Science, despite all its rigid laws and scrutiny towards empirical evidence, remains prone to mistakes and lapse of judgments on part of the researchers. In the early 19th century, Augustin Jean Fresnel, a French scientist ended up making a mistake that led him to be remembered years after his demise.
Fresnel has done modest work on gravitation and mechanics, along with offering scientific explanations for the natural phenomena of transmission, reflection, absorption and refraction. Newton was considered a pioneer on theories of light, his corpuscular theory maintained that light was based of particles, and with extensive experimentation Newton proved that light was indeed a ray. However, towards the 19th century, Newton’s theories were being challenged.
Thomas Young exhibited an experiment that allowed light to pass through two narrow slits with a small distance in between. The light didn’t travel like a corpuscle, but in fact, it exhibited a pattern of interference, with a pattern of dark and light bands. This pattern of bands was identified using two tunable parameters: the color of the light and the space between each slit.

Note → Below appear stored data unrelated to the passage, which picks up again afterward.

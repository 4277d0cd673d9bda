//! Command-line argument parsing for the editor
//!
//! Supports:
//! - Opening a file, or naming one that does not exist yet
//! - Jump to line/column
//! - Replaying a key script headlessly
//! - Text or JSON output of the final frame

use clap::Parser;
use std::path::PathBuf;

/// A small modal, line-numbered text editor
#[derive(Parser, Debug)]
#[command(name = "tern", version, about = "A small modal, line-numbered text editor")]
pub struct CliArgs {
    /// File to open (created on first save if missing)
    #[arg(value_name = "PATH")]
    pub path: Option<PathBuf>,

    /// Keys to replay, e.g. " hello<Esc><C-s>"
    #[arg(short = 'k', long, value_name = "SCRIPT")]
    pub keys: Option<String>,

    /// Go to line N
    #[arg(long, value_name = "N")]
    pub line: Option<usize>,

    /// Go to column N (used with --line)
    #[arg(long, value_name = "N")]
    pub column: Option<usize>,

    /// Viewport width in columns (overrides config)
    #[arg(long, value_name = "W")]
    pub width: Option<usize>,

    /// Viewport height in rows (overrides config)
    #[arg(long, value_name = "H")]
    pub height: Option<usize>,

    /// Print the final frame as JSON
    #[arg(long)]
    pub json: bool,
}

/// Output format for the final frame
#[derive(Debug, Clone, Copy, PartialEq, Eq)]
pub enum OutputFormat {
    Text,
    Json,
}

/// Configuration derived from CLI arguments
#[derive(Debug, Clone)]
pub struct StartupConfig {
    /// File to open, if any
    pub path: Option<PathBuf>,
    /// Initial cursor position (line, column) - 1-indexed from user, converted to 0-indexed
    pub initial_position: Option<(usize, usize)>,
    /// Viewport override as (width, height); missing halves come from config
    pub viewport: (Option<usize>, Option<usize>),
    /// Key script to replay
    pub keys: String,
    pub output: OutputFormat,
}

impl CliArgs {
    /// Convert parsed CLI args into startup configuration
    pub fn into_config(self) -> Result<StartupConfig, String> {
        if self.column.is_some() && self.line.is_none() {
            return Err("--column requires --line".to_string());
        }
        if self.width == Some(0) || self.height == Some(0) {
            return Err("Viewport dimensions must be positive".to_string());
        }

        // Convert from 1-indexed (user input) to 0-indexed (internal)
        let initial_position = self.line.map(|line| {
            let line_0 = line.saturating_sub(1);
            let col_0 = self.column.unwrap_or(1).saturating_sub(1);
            (line_0, col_0)
        });

        Ok(StartupConfig {
            path: self.path,
            initial_position,
            viewport: (self.width, self.height),
            keys: self.keys.unwrap_or_default(),
            output: if self.json {
                OutputFormat::Json
            } else {
                OutputFormat::Text
            },
        })
    }
}
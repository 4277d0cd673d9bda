//! Editor update functions for cursor movement

use crate::commands::Cmd;
use crate::messages::{Direction, EditorMsg};
use crate::model::AppModel;

/// Handle editor messages (cursor movement)
pub fn update_editor(model: &mut AppModel, msg: EditorMsg) -> Option<Cmd> {
    let doc = model.document_mut();
    match msg {
        EditorMsg::MoveCursor(direction) => doc.move_cursor(direction),
        EditorMsg::MoveCursorLineStart => doc.move_line_start(),
        EditorMsg::MoveCursorLineEnd => doc.move_line_end(),
        EditorMsg::MoveCursorWord(direction) => doc.move_word(direction),
        EditorMsg::MoveCursorBigWord(direction) => doc.move_big_word(direction),
        EditorMsg::HalfPageUp => doc.half_page(Direction::Up),
        EditorMsg::HalfPageDown => doc.half_page(Direction::Down),
        EditorMsg::PageUp => doc.full_page(Direction::Up),
        EditorMsg::PageDown => doc.full_page(Direction::Down),
    }
    Some(Cmd::Redraw)
}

If the blue light corresponded with the short wavelength light and the red light corresponded with the long wavelength light, it meant that light is travelling in a wave. Thus, Young’s experiments were only valid if light had a consistently wave-like nature of traveling.
It was hard to counter the successful experiments of Newton, and the theories of light became one of the most competitive subject amongst researchers and scientists towards the dawn of the 19th century. In 1818, the French Academy of Sciences organized a competition to offer scientific explanations for light, whether it is a wave or a particle, can it be tested and how can such tests be validated.

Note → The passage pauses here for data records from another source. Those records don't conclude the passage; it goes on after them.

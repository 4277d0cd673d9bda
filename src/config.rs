//! Editor configuration
//!
//! User preferences are read from `~/.config/tern/config.yaml`

use std::path::Path;

use serde::Deserialize;

/// Editor configuration loaded at startup
#[derive(Debug, Clone, PartialEq, Eq, Deserialize)]
pub struct EditorConfig {
    /// Number lines relative to the cursor line instead of absolutely
    #[serde(default)]
    pub relative_line_numbers: bool,
    /// Columns available to the text area, gutter included
    #[serde(default = "default_viewport_width")]
    pub viewport_width: usize,
    /// Rows available to the text area, status row included
    #[serde(default = "default_viewport_height")]
    pub viewport_height: usize,
}

fn default_viewport_width() -> usize {
    80
}

fn default_viewport_height() -> usize {
    24
}

impl Default for EditorConfig {
    fn default() -> Self {
        Self {
            relative_line_numbers: false,
            viewport_width: default_viewport_width(),
            viewport_height: default_viewport_height(),
        }
    }
}

impl EditorConfig {
    /// Load config from disk, or return defaults if not found
    pub fn load() -> Self {
        let Some(path) = crate::config_paths::config_file() else {
            tracing::debug!("No config directory available, using defaults");
            return Self::default();
        };
        Self::load_from(&path)
    }

    /// Load config from a specific file, falling back to defaults
    pub fn load_from(path: &Path) -> Self {
        if !path.exists() {
            tracing::debug!(
                "Config file not found at {}, using defaults",
                path.display()
            );
            return Self::default();
        }

        match std::fs::read_to_string(path) {
            Ok(content) => match Self::parse(&content) {
                Ok(config) => {
                    tracing::info!("Loaded config from {}", path.display());
                    config
                }
                Err(e) => {
                    tracing::warn!("Failed to parse config at {}: {}", path.display(), e);
                    Self::default()
                }
            },
            Err(e) => {
                tracing::warn!("Failed to read config at {}: {}", path.display(), e);
                Self::default()
            }
        }
    }

    /// Parse config YAML; an empty document yields defaults
    pub fn parse(content: &str) -> Result<Self, serde_yaml::Error> {
        if content.trim().is_empty() {
            return Ok(Self::default());
        }
        serde_yaml::from_str(content)
    }
}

Young scientist Augustin Jean Fresnel, a trained civil engineer, decided to take part in this competition, and he invented a new wave theory that he was excited to reveal. His theory took inspired from the 17th century deductions of Huygens, and upon running some experiments, Fresnel was ready to exhibit the greatest mistake in the history of physics.

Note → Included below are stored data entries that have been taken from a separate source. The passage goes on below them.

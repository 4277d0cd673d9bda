//! Shared test helpers for integration tests
//!
//! Note: Functions may appear unused because each test file compiles separately.

#![allow(dead_code)]

use tern::config::EditorConfig;
use tern::keymap::{default_bindings, Keymap};
use tern::model::{AppModel, Cursor, Document};
use tern::runtime::{parse_key_script, App};

/// Create a test model with given text and cursor position (80x25 viewport)
pub fn test_model(text: &str, line: usize, column: usize) -> AppModel {
    test_model_with_viewport(text, line, column, 80, 25)
}

/// Create a test model with an explicit viewport size
pub fn test_model_with_viewport(
    text: &str,
    line: usize,
    column: usize,
    width: usize,
    height: usize,
) -> AppModel {
    let config = EditorConfig {
        viewport_width: width,
        viewport_height: height,
        ..EditorConfig::default()
    };
    let mut model = AppModel::new(Document::with_text(text), config);
    model.document_mut().cursor = Cursor::at(line, column);
    model.document_mut().scroll_to_cursor();
    model
}

/// Helper to get buffer content as string
pub fn buffer_to_string(model: &AppModel) -> String {
    model.document().buffer.to_string()
}

/// Buffer lines as owned strings
pub fn lines(model: &AppModel) -> Vec<String> {
    model
        .document()
        .buffer
        .lines()
        .map(str::to_string)
        .collect()
}

/// Cursor as a (line, column) pair
pub fn cursor(model: &AppModel) -> (usize, usize) {
    let c = model.document().cursor;
    (c.line, c.column)
}

/// Scroll offsets as (top_line, left_column)
pub fn scroll(model: &AppModel) -> (usize, usize) {
    let v = &model.document().viewport;
    (v.top_line, v.left_column)
}

/// Headless app over `model` with the built-in keymap
pub fn test_app(model: AppModel) -> App {
    App::new(model, Keymap::with_bindings(default_bindings()))
}

/// Replay a key script
pub fn type_keys(app: &mut App, script: &str) {
    let keys = parse_key_script(script).expect("valid key script");
    app.run_keys(keys);
}

/// Assert the cursor and viewport invariants hold
pub fn assert_invariants(model: &AppModel) {
    let doc = model.document();
    let (line, column) = (doc.cursor.line, doc.cursor.column);
    assert!(line < doc.line_count(), "line {} out of range", line);
    assert!(
        column <= doc.buffer.line_len(line),
        "column {} past end of line {}",
        column,
        line
    );

    let v = &doc.viewport;
    assert!(v.top_line <= line, "cursor above viewport");
    assert!(line - v.top_line <= v.vertical_span(), "cursor below viewport");
    assert!(v.left_column <= column, "cursor left of viewport");
    assert!(
        column - v.left_column <= v.horizontal_span(doc.gutter_width()),
        "cursor right of viewport"
    );
}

Fresnel’s entry was investigated and scrutinized by Simeon Poisson, the influential mathematician and physicist. Had light been a corpuscle, as Newton explained it to be, it would only travel in the form of a straight light, and if light was a wave, then it would create diffractions and interferences while travelling through a surface with barriers, edges or slits. Even though the general rule applies, various geometric configurations will bring about various patterns.
Simeon Poisson regarded light to have a monochrome color and a single wavelength according to Fresnel’s theory. Keeping this in mind, if light was to come across a spherical surface and create a cone-like form, according to Newton, the shadow must be circular with light in its surrounding. However, according to Fresnel’s theory, Poisson demonstrated that there can only be one bright point in the center of the show. Poisson cleverly conveyed the absurdity and irrationality of this prediction.
Poisson actively discarded and nullified the theory put forward by Fresnel because of its logically fallacious nature with the phrase: reductio ad absurdum. Poisson attempted to draw a conclusive prediction based on the light wave theory, which proved Fresnel’s prediction to be absurd and Newton’s theory prevailed as the accurate one.
However, this prediction by Poisson was the greatest mistake made in the history of Physics. No conclusion cannot be drawn without carrying an experiment. Physics is not a field that is based on assumptions, debates or arguments, but in fact, its strength lies in experimentation to reveal the true nature of the situation.
Luckily for Fresnel and for the evolution of Physics, the François Arago, the head of the committee judging the competition refused to let Poisson discard Fresnel’s work entirely. He took a hard lined stance to allow the process of scientific enquiry to unfold. Later, Arago went onto become an influential abolitionist and politician, and even the prime minister of France.
Arago performed the experiment himself by creating a spherical surface to pose as an obstacle, and exposing it to monochromatic like. A bright spot of light emerged at the center of the shadow, just as Fresnel’s theory had pointed out it would. Even though it sounded absurd and unlikely, the experiment proved Fresnel’s theory to be true.
This story reminds us that grave mistakes can occur in physics, science or any other discipline if we assume the answer without performing the relevant experiments to test our hypothesis. Physics is not a science that relies on theories, intuition or assumptions, and we must measure our assumptions through tests, observations and experiments.